Task brief
Whichever lines of the material contain "InvalidData", copy each of them.
★ ★ ★
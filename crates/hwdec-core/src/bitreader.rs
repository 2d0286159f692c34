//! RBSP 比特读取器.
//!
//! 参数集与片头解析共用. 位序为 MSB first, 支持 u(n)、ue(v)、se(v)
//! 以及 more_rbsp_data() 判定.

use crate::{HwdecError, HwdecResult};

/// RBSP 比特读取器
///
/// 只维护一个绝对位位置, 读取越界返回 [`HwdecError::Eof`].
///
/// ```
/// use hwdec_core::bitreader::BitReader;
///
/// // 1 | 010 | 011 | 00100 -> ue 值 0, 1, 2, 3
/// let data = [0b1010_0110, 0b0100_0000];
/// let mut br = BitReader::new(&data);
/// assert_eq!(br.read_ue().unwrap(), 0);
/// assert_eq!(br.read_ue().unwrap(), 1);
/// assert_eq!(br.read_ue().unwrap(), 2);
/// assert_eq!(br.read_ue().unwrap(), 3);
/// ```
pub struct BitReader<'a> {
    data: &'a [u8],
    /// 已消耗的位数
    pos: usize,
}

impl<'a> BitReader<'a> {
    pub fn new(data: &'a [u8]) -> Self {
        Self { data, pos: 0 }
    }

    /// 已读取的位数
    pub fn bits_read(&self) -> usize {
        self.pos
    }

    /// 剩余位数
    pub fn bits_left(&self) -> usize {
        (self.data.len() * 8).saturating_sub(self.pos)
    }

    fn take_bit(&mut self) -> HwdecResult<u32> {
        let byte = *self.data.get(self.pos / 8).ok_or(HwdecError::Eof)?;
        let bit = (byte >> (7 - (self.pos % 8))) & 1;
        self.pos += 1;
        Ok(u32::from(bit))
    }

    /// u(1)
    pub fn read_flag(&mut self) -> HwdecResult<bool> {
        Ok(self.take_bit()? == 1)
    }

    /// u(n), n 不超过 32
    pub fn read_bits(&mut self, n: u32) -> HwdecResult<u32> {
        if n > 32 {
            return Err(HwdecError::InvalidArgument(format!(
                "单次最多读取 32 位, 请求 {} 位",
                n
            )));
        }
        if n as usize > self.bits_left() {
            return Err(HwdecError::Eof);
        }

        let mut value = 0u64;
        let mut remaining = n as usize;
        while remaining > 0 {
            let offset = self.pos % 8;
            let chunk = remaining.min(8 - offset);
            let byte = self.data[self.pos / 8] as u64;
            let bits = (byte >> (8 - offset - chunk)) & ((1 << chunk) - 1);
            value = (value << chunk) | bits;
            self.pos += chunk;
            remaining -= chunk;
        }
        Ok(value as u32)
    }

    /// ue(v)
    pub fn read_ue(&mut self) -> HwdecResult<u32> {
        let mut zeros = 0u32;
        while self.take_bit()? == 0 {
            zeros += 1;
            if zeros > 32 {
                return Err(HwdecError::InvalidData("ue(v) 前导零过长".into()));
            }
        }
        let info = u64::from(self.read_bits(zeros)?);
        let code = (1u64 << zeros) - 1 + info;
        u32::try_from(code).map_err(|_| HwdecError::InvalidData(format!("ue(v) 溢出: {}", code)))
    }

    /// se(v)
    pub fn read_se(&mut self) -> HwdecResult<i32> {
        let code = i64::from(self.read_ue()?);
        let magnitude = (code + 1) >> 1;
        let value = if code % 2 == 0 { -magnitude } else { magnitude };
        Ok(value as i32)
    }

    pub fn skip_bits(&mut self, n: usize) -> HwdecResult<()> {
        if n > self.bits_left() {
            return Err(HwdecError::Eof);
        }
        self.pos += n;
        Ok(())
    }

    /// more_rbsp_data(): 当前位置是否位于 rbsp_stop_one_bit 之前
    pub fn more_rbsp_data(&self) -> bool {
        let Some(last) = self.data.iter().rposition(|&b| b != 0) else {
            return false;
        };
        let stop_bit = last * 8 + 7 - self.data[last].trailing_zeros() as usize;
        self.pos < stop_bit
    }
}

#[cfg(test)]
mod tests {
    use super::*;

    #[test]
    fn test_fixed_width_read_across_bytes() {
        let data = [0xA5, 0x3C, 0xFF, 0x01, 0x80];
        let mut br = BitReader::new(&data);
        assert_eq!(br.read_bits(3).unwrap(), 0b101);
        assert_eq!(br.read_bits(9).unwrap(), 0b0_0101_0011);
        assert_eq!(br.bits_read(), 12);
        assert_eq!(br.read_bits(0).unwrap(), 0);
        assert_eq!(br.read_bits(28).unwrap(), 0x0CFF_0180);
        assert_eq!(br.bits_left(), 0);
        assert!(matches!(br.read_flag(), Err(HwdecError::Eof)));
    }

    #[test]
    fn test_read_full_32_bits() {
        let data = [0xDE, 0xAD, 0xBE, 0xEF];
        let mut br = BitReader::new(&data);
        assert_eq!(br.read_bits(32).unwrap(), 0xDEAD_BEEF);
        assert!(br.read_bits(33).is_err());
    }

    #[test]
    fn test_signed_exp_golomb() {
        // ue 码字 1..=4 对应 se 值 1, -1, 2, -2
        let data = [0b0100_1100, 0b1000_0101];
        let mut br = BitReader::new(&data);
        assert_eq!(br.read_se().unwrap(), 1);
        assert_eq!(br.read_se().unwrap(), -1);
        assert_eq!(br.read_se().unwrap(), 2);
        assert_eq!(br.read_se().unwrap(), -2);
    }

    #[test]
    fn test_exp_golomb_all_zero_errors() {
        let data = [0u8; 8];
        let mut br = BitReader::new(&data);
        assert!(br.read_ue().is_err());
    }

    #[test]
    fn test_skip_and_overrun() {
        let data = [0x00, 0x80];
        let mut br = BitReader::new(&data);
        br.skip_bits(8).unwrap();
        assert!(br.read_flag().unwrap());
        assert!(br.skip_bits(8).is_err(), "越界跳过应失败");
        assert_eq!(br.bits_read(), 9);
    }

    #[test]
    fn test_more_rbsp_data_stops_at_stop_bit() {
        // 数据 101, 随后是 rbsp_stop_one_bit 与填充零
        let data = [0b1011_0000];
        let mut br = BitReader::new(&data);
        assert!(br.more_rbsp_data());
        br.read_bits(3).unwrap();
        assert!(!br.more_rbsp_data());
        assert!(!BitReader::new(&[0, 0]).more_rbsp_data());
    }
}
★ ★ ★
Answer to the problem
                return Err(HwdecError::InvalidData("ue(v) 前导零过长".into()));
        u32::try_from(code).map_err(|_| HwdecError::InvalidData(format!("ue(v) 溢出: {}", code)))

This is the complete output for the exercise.